Presumably, the same 'need' that all other music fills. I recently read
a great book called "This Is Your Brain On Music" by Daniel J. Levitin
of the McGill University Laboratory for Musical Perception, Cognition
and Expertise. I heartily recommend reading it. Before going to college
and gaining his degrees, Dr Levitin was a session musician, sound
engineer and record producer for 10 years; worked with Stevie Wonder and
Blue Oyster Cult and a bunch of others.

The last chapter discusses the question: Why does music (and the unique
and powerful parts of the brain dedicated to music) exist? Until the
last 400-500 years, music was something everyone did, individually (to
demonstrate fitness as a mate) and as a group (to establish social and
group unity, enabling them to function together better when hunting or
facing danger), and also as a communication tool (think about the
Chinese language which uses pitch to differentiate words, or the many
varieties of whistles people have used to communicate across distances).
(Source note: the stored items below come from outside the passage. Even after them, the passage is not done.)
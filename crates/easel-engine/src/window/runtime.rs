use anyhow::{Context, Result, anyhow};
use ouroboros::self_referencing;

use winit::application::ApplicationHandler;
use winit::dpi::LogicalSize;
use winit::event::WindowEvent;
use winit::event_loop::{ActiveEventLoop, ControlFlow, EventLoop};
use winit::window::{Window, WindowId};

use crate::core::{App, AppControl, FrameCtx, WindowCtx};
use crate::device::{GpuInit, WgpuGpu};

/// Window/runtime configuration.
#[derive(Debug, Clone)]
pub struct RuntimeConfig {
    pub title: String,
    pub initial_size: LogicalSize<f64>,
}

impl Default for RuntimeConfig {
    fn default() -> Self {
        Self {
            title: "easel".to_string(),
            initial_size: LogicalSize::new(800.0, 600.0),
        }
    }
}

/// Entry point for the runtime.
///
/// Runs a single window until it is closed or the app asks to exit. Frames
/// are drawn on demand only: after exposure, resize, a scale factor change or
/// a redraw request from the app.
pub struct Runtime;

impl Runtime {
    pub fn run<A>(config: RuntimeConfig, gpu_init: GpuInit, app: A) -> Result<()>
    where
        A: 'static + App,
    {
        let event_loop = EventLoop::new().context("failed to create winit EventLoop")?;
        event_loop.set_control_flow(ControlFlow::Wait);

        let mut state = AppState::new(config, gpu_init, app);
        event_loop
            .run_app(&mut state)
            .context("winit event loop terminated with error")?;

        match state.failure.take() {
            Some(err) => Err(err),
            None => Ok(()),
        }
    }
}

#[self_referencing]
struct WindowEntry {
    window: Window,

    #[borrows(window)]
    #[covariant]
    gpu: WgpuGpu<'this>,
}

impl WindowEntry {
    /// Runs `f` with a [`FrameCtx`] over this window and its GPU context.
    fn with_ctx<R>(&mut self, f: impl FnOnce(&mut FrameCtx<'_, '_>) -> R) -> R {
        self.with_mut(|fields| {
            let mut ctx = FrameCtx {
                window: WindowCtx {
                    id: fields.window.id(),
                    window: fields.window,
                },
                gpu: fields.gpu,
            };
            f(&mut ctx)
        })
    }
}

struct AppState<A>
where
    A: App + 'static,
{
    config: RuntimeConfig,
    gpu_init: GpuInit,
    app: A,

    entry: Option<WindowEntry>,
    failure: Option<anyhow::Error>,
    exit_requested: bool,
}

impl<A> AppState<A>
where
    A: App + 'static,
{
    fn new(config: RuntimeConfig, gpu_init: GpuInit, app: A) -> Self {
        Self {
            config,
            gpu_init,
            app,
            entry: None,
            failure: None,
            exit_requested: false,
        }
    }

    fn fail(&mut self, event_loop: &ActiveEventLoop, err: anyhow::Error) {
        log::error!("{err:#}");
        self.failure = Some(err);
        self.exit_requested = true;
        event_loop.exit();
    }

    fn create_window_entry(&mut self, event_loop: &ActiveEventLoop) -> Result<WindowEntry> {
        let attrs = Window::default_attributes()
            .with_title(self.config.title.clone())
            .with_inner_size(self.config.initial_size);

        let window = event_loop
            .create_window(attrs)
            .context("failed to create window")?;

        let gpu_init = self.gpu_init.clone();
        let entry = WindowEntryTryBuilder {
            window,
            gpu_builder: |w| pollster::block_on(WgpuGpu::new(w, gpu_init)),
        }
        .try_build()
        .context("GPU initialization failed for window")?;

        Ok(entry)
    }
}

impl<A> ApplicationHandler for AppState<A>
where
    A: App + 'static,
{
    fn resumed(&mut self, event_loop: &ActiveEventLoop) {
        if self.entry.is_some() || self.exit_requested {
            return;
        }

        let mut entry = match self.create_window_entry(event_loop) {
            Ok(entry) => entry,
            Err(err) => return self.fail(event_loop, err),
        };

        let app = &mut self.app;
        if let Err(err) = entry.with_ctx(|ctx| app.init(ctx)) {
            return self.fail(event_loop, err.context("application setup failed"));
        }

        entry.with_window(|w| w.request_redraw());
        self.entry = Some(entry);
    }

    fn about_to_wait(&mut self, event_loop: &ActiveEventLoop) {
        if self.exit_requested {
            event_loop.exit();
        }
    }

    fn window_event(&mut self, event_loop: &ActiveEventLoop, window_id: WindowId, event: WindowEvent) {
        if self.exit_requested {
            event_loop.exit();
            return;
        }

        // Split borrows to avoid `self` capture inside `ouroboros` closures.
        let (app, entry) = (&mut self.app, &mut self.entry);
        let Some(entry) = entry.as_mut() else {
            return;
        };
        if entry.with_window(|w| w.id()) != window_id {
            return;
        }

        let control = match &event {
            WindowEvent::CloseRequested => AppControl::Exit,

            // The canvas picks up the new size on the next render.
            WindowEvent::Resized(_) | WindowEvent::ScaleFactorChanged { .. } => {
                entry.with_window(|w| w.request_redraw());
                AppControl::Continue
            }

            WindowEvent::RedrawRequested => {
                let control = entry.with_ctx(|ctx| app.on_redraw(ctx));
                if entry.with_gpu(|gpu| gpu.is_lost()) {
                    let err = anyhow!("GPU surface was lost");
                    return self.fail(event_loop, err);
                }
                control
            }

            other => entry.with_ctx(|ctx| app.on_window_event(ctx, other)),
        };

        if control == AppControl::Exit {
            log::debug!("exit requested");
            self.entry = None;
            self.exit_requested = true;
            event_loop.exit();
        }
    }
}
//! Turning UI axis input into redraws.

use crate::canvas::CanvasSurface;
use crate::gpu::GpuApi;
use crate::scene::{RenderState, Scene};

/// One of the two translation axes.
#[derive(Debug, Copy, Clone, PartialEq, Eq, Hash)]
pub enum Axis {
    X,
    Y,
}

impl Axis {
    /// `0 → X`, `1 → Y`.
    pub fn from_index(index: usize) -> Option<Axis> {
        match index {
            0 => Some(Axis::X),
            1 => Some(Axis::Y),
            _ => None,
        }
    }

    pub fn index(self) -> usize {
        match self {
            Axis::X => 0,
            Axis::Y => 1,
        }
    }
}

/// Valid input range for `axis`: `[0, backing dimension]`.
pub fn axis_range<S: CanvasSurface + ?Sized>(canvas: &S, axis: Axis) -> (f32, f32) {
    let (w, h) = canvas.backing_size();
    let max = match axis {
        Axis::X => w,
        Axis::Y => h,
    };
    (0.0, max as f32)
}

/// Borrows everything a redraw needs for the duration of one input event.
pub struct InteractionBridge<'a, G: GpuApi> {
    pub gpu: &'a mut G,
    pub scene: &'a mut Scene,
    pub state: &'a mut RenderState,
}

impl<'a, G: GpuApi> InteractionBridge<'a, G> {
    pub fn new(gpu: &'a mut G, scene: &'a mut Scene, state: &'a mut RenderState) -> Self {
        Self { gpu, scene, state }
    }

    /// Sets one translation component and redraws before returning.
    pub fn on_axis_change(&mut self, axis: Axis, value: f32) {
        match axis {
            Axis::X => self.state.translation.x = value,
            Axis::Y => self.state.translation.y = value,
        }
        log::trace!("axis {axis:?} -> {value}");
        self.scene.render(self.gpu, self.state);
    }

    /// Index-based form of [`on_axis_change`](Self::on_axis_change) for
    /// callers that only know the slider number. Unknown indices are ignored.
    pub fn on_axis_index_change(&mut self, index: usize, value: f32) {
        match Axis::from_index(index) {
            Some(axis) => self.on_axis_change(axis, value),
            None => log::warn!("ignoring input for unknown axis {index}"),
        }
    }
}

#[cfg(test)]
mod tests {
    use super::*;
    use crate::coords::{ColorRgba, Rect, Vec2};
    use crate::geometry::GeometryBuffer;
    use crate::gpu::headless::{GpuCall, HeadlessCanvas, HeadlessGpu};
    use crate::layout::{AttributeSlot, VertexLayout};
    use crate::program::ProgramBuilder;
    use crate::scene::SceneConfig;
    use crate::shader::ShaderStage;

    const VS: &str = r#"
        @group(0) @binding(0) var<uniform> u_resolution: vec2<f32>;
        @group(0) @binding(1) var<uniform> u_translation: vec2<f32>;
        @vertex
        fn vs_main(@location(0) a_position: vec2<f32>) -> @builtin(position) vec4<f32> {
            return vec4<f32>((a_position + u_translation) / u_resolution, 0.0, 1.0);
        }
    "#;

    const FS: &str = r#"
        @group(0) @binding(2) var<uniform> u_color: vec4<f32>;
        @fragment
        fn fs_main() -> @location(0) vec4<f32> {
            return u_color;
        }
    "#;

    fn setup() -> (HeadlessGpu, Scene) {
        let mut gpu = HeadlessGpu::new(HeadlessCanvas::new(300.0, 150.0, 1.0));
        let program = ProgramBuilder::new("interaction test")
            .build(&mut gpu, &ShaderStage::vertex(VS), &ShaderStage::fragment(FS))
            .unwrap();
        let rect = Rect::from_corners(Vec2::new(10.0, 20.0), Vec2::new(80.0, 30.0)).triangles();
        let buffer = GeometryBuffer::with_data(&mut gpu, 2, &rect);
        let layout = VertexLayout::new(AttributeSlot::float32("a_position", 2), &buffer)
            .bind(&mut gpu, &program)
            .unwrap();
        let config = SceneConfig {
            drives_translation: true,
            ..SceneConfig::default()
        };
        let scene = Scene::new(&gpu, config, program, buffer, layout).unwrap();
        (gpu, scene)
    }

    fn last_translation(gpu: &HeadlessGpu) -> Option<[f32; 2]> {
        gpu.calls().iter().rev().find_map(|c| match c {
            GpuCall::Uniform2f { location, value } if location.index == 1 => Some(*value),
            _ => None,
        })
    }

    #[test]
    fn axis_change_moves_only_that_axis() {
        let (mut gpu, mut scene) = setup();
        let mut state = RenderState::new(Vec2::new(7.0, 13.0), ColorRgba::black());

        InteractionBridge::new(&mut gpu, &mut scene, &mut state).on_axis_change(Axis::X, 42.0);

        assert_eq!(last_translation(&gpu), Some([42.0, 13.0]));
        assert_eq!(state.translation, Vec2::new(42.0, 13.0));
    }

    #[test]
    fn every_event_redraws() {
        let (mut gpu, mut scene) = setup();
        let mut state = RenderState::default();

        let mut bridge = InteractionBridge::new(&mut gpu, &mut scene, &mut state);
        bridge.on_axis_index_change(0, 10.0);
        bridge.on_axis_index_change(1, 20.0);
        bridge.on_axis_index_change(2, 30.0);

        let draws = gpu
            .calls()
            .iter()
            .filter(|c| matches!(c, GpuCall::DrawArrays { .. }))
            .count();
        assert_eq!(draws, 2);
        assert_eq!(last_translation(&gpu), Some([10.0, 20.0]));
    }

    #[test]
    fn range_tracks_backing_size() {
        let mut canvas = HeadlessCanvas::new(100.0, 40.0, 1.5);
        crate::canvas::reconcile_size(&mut canvas);

        assert_eq!(axis_range(&canvas, Axis::X), (0.0, 150.0));
        assert_eq!(axis_range(&canvas, Axis::Y), (0.0, 60.0));
        assert_eq!(Axis::from_index(1), Some(Axis::Y));
        assert_eq!(Axis::from_index(2), None);
    }
}
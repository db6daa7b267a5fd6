use anyhow::{Context, Result};
use rand::rngs::StdRng;

use easel_engine::gpu::headless::{GpuCall, HeadlessCanvas, HeadlessGpu};
use easel_engine::interaction::{Axis, InteractionBridge};
use easel_engine::lesson::{Lesson, LessonOptions};

/// Builds `lesson` on a recording backend, renders it once and, for the
/// translation lesson, replays two slider moves. Every GPU call is logged.
pub fn run(lesson: Lesson, options: &LessonOptions, mut rng: StdRng, canvas: (f64, f64, f64)) -> Result<()> {
    let (width, height, density) = canvas;
    let mut gpu = HeadlessGpu::new(HeadlessCanvas::new(width, height, density));

    let (mut scene, mut state) = lesson
        .build(&mut gpu, options, &mut rng)
        .with_context(|| format!("failed to build lesson {lesson}"))?;
    report("setup", &mut gpu);

    scene.render(&mut gpu, &state);
    report("first frame", &mut gpu);

    if scene.config().drives_translation {
        let mut bridge = InteractionBridge::new(&mut gpu, &mut scene, &mut state);
        bridge.on_axis_change(Axis::X, 120.0);
        bridge.on_axis_change(Axis::Y, 60.0);
        report("after moving to (120, 60)", &mut gpu);
    }

    Ok(())
}

fn report(stage: &str, gpu: &mut HeadlessGpu) {
    let draw = gpu.last_draw();
    let calls: Vec<GpuCall> = gpu.take_calls();

    log::info!("{stage}: {} GPU calls", calls.len());
    for call in &calls {
        log::info!("  {call:?}");
    }
    if let Some((primitive, first, count)) = draw {
        log::info!("{stage}: drew {count} vertices from {first} as {primitive:?}");
    }
}
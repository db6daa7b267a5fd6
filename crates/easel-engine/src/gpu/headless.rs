//! CPU-only backend.
//!
//! `HeadlessGpu` performs the same shader compilation, linking and reflection
//! as the wgpu backend but, instead of touching a device, appends every call to
//! an inspectable log. It backs the test-suite and the `--headless` dry run.

use std::collections::HashMap;

use crate::canvas::CanvasSurface;
use crate::coords::ColorRgba;

use super::{
    AttribPointer, BufferId, BufferUsage, ClearMask, GpuApi, ObjectTable, Primitive, ProgramId,
    ScalarClass, ShaderId, ShaderKind, UniformLocation, VertexArrayId,
};

/// One recorded GPU call.
#[derive(Debug, Clone, PartialEq)]
pub enum GpuCall {
    CreateShader { shader: ShaderId, kind: ShaderKind },
    CompileShader { shader: ShaderId, ok: bool },
    DeleteShader { shader: ShaderId },
    CreateProgram { program: ProgramId },
    AttachShader { program: ProgramId, shader: ShaderId },
    LinkProgram { program: ProgramId, ok: bool },
    DeleteProgram { program: ProgramId },
    UseProgram { program: ProgramId },
    CreateBuffer { buffer: BufferId },
    BufferData { buffer: BufferId, len: usize, usage: BufferUsage },
    CreateVertexArray { vao: VertexArrayId },
    BindVertexArray { vao: VertexArrayId },
    EnableVertexAttrib { vao: VertexArrayId, location: u32 },
    VertexAttribPointer { vao: VertexArrayId, location: u32, buffer: BufferId, pointer: AttribPointer },
    Uniform2f { location: UniformLocation, value: [f32; 2] },
    Uniform4f { location: UniformLocation, value: [f32; 4] },
    Viewport { x: i32, y: i32, width: u32, height: u32 },
    ClearColor { color: ColorRgba },
    Clear { mask: ClearMask },
    DrawArrays { primitive: Primitive, first: u32, count: u32 },
    Present,
}

/// In-memory canvas with a settable logical size and pixel density.
#[derive(Debug, Clone, PartialEq)]
pub struct HeadlessCanvas {
    logical: (f64, f64),
    density: f64,
    backing: (u32, u32),
    resizes: usize,
}

impl HeadlessCanvas {
    /// Creates a canvas whose backing store has not been sized yet (`0×0`).
    pub fn new(logical_width: f64, logical_height: f64, pixel_density: f64) -> Self {
        Self {
            logical: (logical_width, logical_height),
            density: pixel_density,
            backing: (0, 0),
            resizes: 0,
        }
    }

    pub fn set_logical_size(&mut self, width: f64, height: f64) {
        self.logical = (width, height);
    }

    pub fn set_pixel_density(&mut self, density: f64) {
        self.density = density;
    }

    /// Number of times the backing store has been resized.
    pub fn resize_count(&self) -> usize {
        self.resizes
    }
}

impl CanvasSurface for HeadlessCanvas {
    fn logical_size(&self) -> (f64, f64) {
        self.logical
    }

    fn pixel_density(&self) -> f64 {
        self.density
    }

    fn backing_size(&self) -> (u32, u32) {
        self.backing
    }

    fn set_backing_size(&mut self, width: u32, height: u32) {
        self.backing = (width, height);
        self.resizes += 1;
    }
}

/// Recording GPU backend.
pub struct HeadlessGpu {
    canvas: HeadlessCanvas,
    objects: ObjectTable,
    calls: Vec<GpuCall>,
    buffers: HashMap<BufferId, Vec<u8>>,
    uniforms: HashMap<UniformLocation, Vec<f32>>,
    current_program: Option<ProgramId>,
    current_vao: Option<VertexArrayId>,
}

impl HeadlessGpu {
    pub fn new(canvas: HeadlessCanvas) -> Self {
        Self {
            canvas,
            objects: ObjectTable::default(),
            calls: Vec::new(),
            buffers: HashMap::new(),
            uniforms: HashMap::new(),
            current_program: None,
            current_vao: None,
        }
    }

    pub fn calls(&self) -> &[GpuCall] {
        &self.calls
    }

    /// Drains the call log.
    pub fn take_calls(&mut self) -> Vec<GpuCall> {
        std::mem::take(&mut self.calls)
    }

    /// `(primitive, first, count)` of the most recent draw.
    pub fn last_draw(&self) -> Option<(Primitive, u32, u32)> {
        self.calls.iter().rev().find_map(|c| match *c {
            GpuCall::DrawArrays { primitive, first, count } => Some((primitive, first, count)),
            _ => None,
        })
    }

    /// Last value written to `location`.
    pub fn uniform_value(&self, location: UniformLocation) -> Option<&[f32]> {
        self.uniforms.get(&location).map(Vec::as_slice)
    }

    /// Current content of `buffer`.
    pub fn buffer_bytes(&self, buffer: BufferId) -> Option<&[u8]> {
        self.buffers.get(&buffer).map(Vec::as_slice)
    }

    pub fn current_program(&self) -> Option<ProgramId> {
        self.current_program
    }

    fn record(&mut self, call: GpuCall) {
        log::trace!("gpu: {call:?}");
        self.calls.push(call);
    }

    fn write_uniform(&mut self, location: UniformLocation, value: &[f32]) {
        if self.current_program != Some(location.program) {
            log::warn!(
                "uniform written to program {:?} while {:?} is in use",
                location.program,
                self.current_program
            );
        }
        self.uniforms.insert(location, value.to_vec());
    }
}

impl GpuApi for HeadlessGpu {
    type Canvas = HeadlessCanvas;

    fn canvas(&self) -> &HeadlessCanvas {
        &self.canvas
    }

    fn canvas_mut(&mut self) -> &mut HeadlessCanvas {
        &mut self.canvas
    }

    fn create_shader(&mut self, kind: ShaderKind) -> ShaderId {
        let shader = self.objects.create_shader(kind);
        self.record(GpuCall::CreateShader { shader, kind });
        shader
    }

    fn compile_shader(&mut self, shader: ShaderId, source: &str) {
        let ok = self.objects.compile_shader(shader, source);
        self.record(GpuCall::CompileShader { shader, ok });
    }

    fn shader_compiled(&self, shader: ShaderId) -> bool {
        self.objects.shader_compiled(shader)
    }

    fn shader_info_log(&self, shader: ShaderId) -> String {
        self.objects.shader_info_log(shader)
    }

    fn delete_shader(&mut self, shader: ShaderId) {
        self.objects.delete_shader(shader);
        self.record(GpuCall::DeleteShader { shader });
    }

    fn create_program(&mut self) -> ProgramId {
        let program = self.objects.create_program();
        self.record(GpuCall::CreateProgram { program });
        program
    }

    fn attach_shader(&mut self, program: ProgramId, shader: ShaderId) {
        self.objects.attach_shader(program, shader);
        self.record(GpuCall::AttachShader { program, shader });
    }

    fn link_program(&mut self, program: ProgramId) {
        let ok = self.objects.link_program(program);
        self.record(GpuCall::LinkProgram { program, ok });
    }

    fn program_linked(&self, program: ProgramId) -> bool {
        self.objects.linked(program).is_some()
    }

    fn program_info_log(&self, program: ProgramId) -> String {
        self.objects.program_info_log(program)
    }

    fn delete_program(&mut self, program: ProgramId) {
        self.objects.delete_program(program);
        if self.current_program == Some(program) {
            self.current_program = None;
        }
        self.record(GpuCall::DeleteProgram { program });
    }

    fn use_program(&mut self, program: ProgramId) {
        self.current_program = Some(program);
        self.record(GpuCall::UseProgram { program });
    }

    fn attrib_location(&self, program: ProgramId, name: &str) -> Option<u32> {
        self.objects.attrib_location(program, name)
    }

    fn attrib_scalar(&self, program: ProgramId, name: &str) -> Option<ScalarClass> {
        self.objects.attrib_scalar(program, name)
    }

    fn uniform_location(&self, program: ProgramId, name: &str) -> Option<UniformLocation> {
        self.objects.uniform_location(program, name)
    }

    fn uniform_declared(&self, program: ProgramId, name: &str) -> bool {
        self.objects.uniform_declared(program, name)
    }

    fn uniform2f(&mut self, location: UniformLocation, value: [f32; 2]) {
        self.write_uniform(location, &value);
        self.record(GpuCall::Uniform2f { location, value });
    }

    fn uniform4f(&mut self, location: UniformLocation, value: [f32; 4]) {
        self.write_uniform(location, &value);
        self.record(GpuCall::Uniform4f { location, value });
    }

    fn create_buffer(&mut self) -> BufferId {
        let buffer = self.objects.create_buffer();
        self.buffers.insert(buffer, Vec::new());
        self.record(GpuCall::CreateBuffer { buffer });
        buffer
    }

    fn buffer_data(&mut self, buffer: BufferId, bytes: &[u8], usage: BufferUsage) {
        if self.objects.set_buffer_len(buffer, bytes.len()) {
            self.buffers.insert(buffer, bytes.to_vec());
        }
        self.record(GpuCall::BufferData { buffer, len: bytes.len(), usage });
    }

    fn create_vertex_array(&mut self) -> VertexArrayId {
        let vao = self.objects.create_vertex_array();
        self.record(GpuCall::CreateVertexArray { vao });
        vao
    }

    fn bind_vertex_array(&mut self, vao: VertexArrayId) {
        self.current_vao = Some(vao);
        self.record(GpuCall::BindVertexArray { vao });
    }

    fn enable_vertex_attrib(&mut self, vao: VertexArrayId, location: u32) {
        self.objects.enable_vertex_attrib(vao, location);
        self.record(GpuCall::EnableVertexAttrib { vao, location });
    }

    fn vertex_attrib_pointer(
        &mut self,
        vao: VertexArrayId,
        location: u32,
        buffer: BufferId,
        pointer: AttribPointer,
    ) {
        self.objects.vertex_attrib_pointer(vao, location, buffer, pointer);
        self.record(GpuCall::VertexAttribPointer { vao, location, buffer, pointer });
    }

    fn viewport(&mut self, x: i32, y: i32, width: u32, height: u32) {
        self.record(GpuCall::Viewport { x, y, width, height });
    }

    fn clear_color(&mut self, color: ColorRgba) {
        self.record(GpuCall::ClearColor { color });
    }

    fn clear(&mut self, mask: ClearMask) {
        self.record(GpuCall::Clear { mask });
    }

    fn draw_arrays(&mut self, primitive: Primitive, first: u32, count: u32) {
        if self.current_program.is_none() {
            log::warn!("draw_arrays with no program in use");
        }
        if self.current_vao.is_none() {
            log::warn!("draw_arrays with no vertex array bound");
        }
        self.record(GpuCall::DrawArrays { primitive, first, count });
    }

    fn present(&mut self) {
        self.record(GpuCall::Present);
    }
}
Music was also participatory: everyone sang, beat time, danced as part
of making music. (Dancing also demonstrated fitness as a mate as well as
your ability to work together as a group.) The modern classical concert
where everyone sits there engaged in their intellectual appreciation of
the violin soloist is completely alien to human music tradition.

Dr Levitin also points out that most people's emotional preference in
music is determined during adolescence, when the sex hormones start
firing madly and the body is screaming to its surroundings, "Reproduce
with me!" People fix on the music they think will get them laid.

Perhaps another need: The need of people to expand existing knowledge in
new ways. In Christian music, some have the concept of being "priests of
creation": People who enable nature to praise God in ways nature would
be otherwise unable to do on its own. Computers and software are part of
nature. So Magenta's developers are giving voice to otherwise voiceless
things like integrated circuits, silicon chips, etc.

Personally, I think that developers of audio creation and manipulation
software are also priests of creation. So bear your new title proudly!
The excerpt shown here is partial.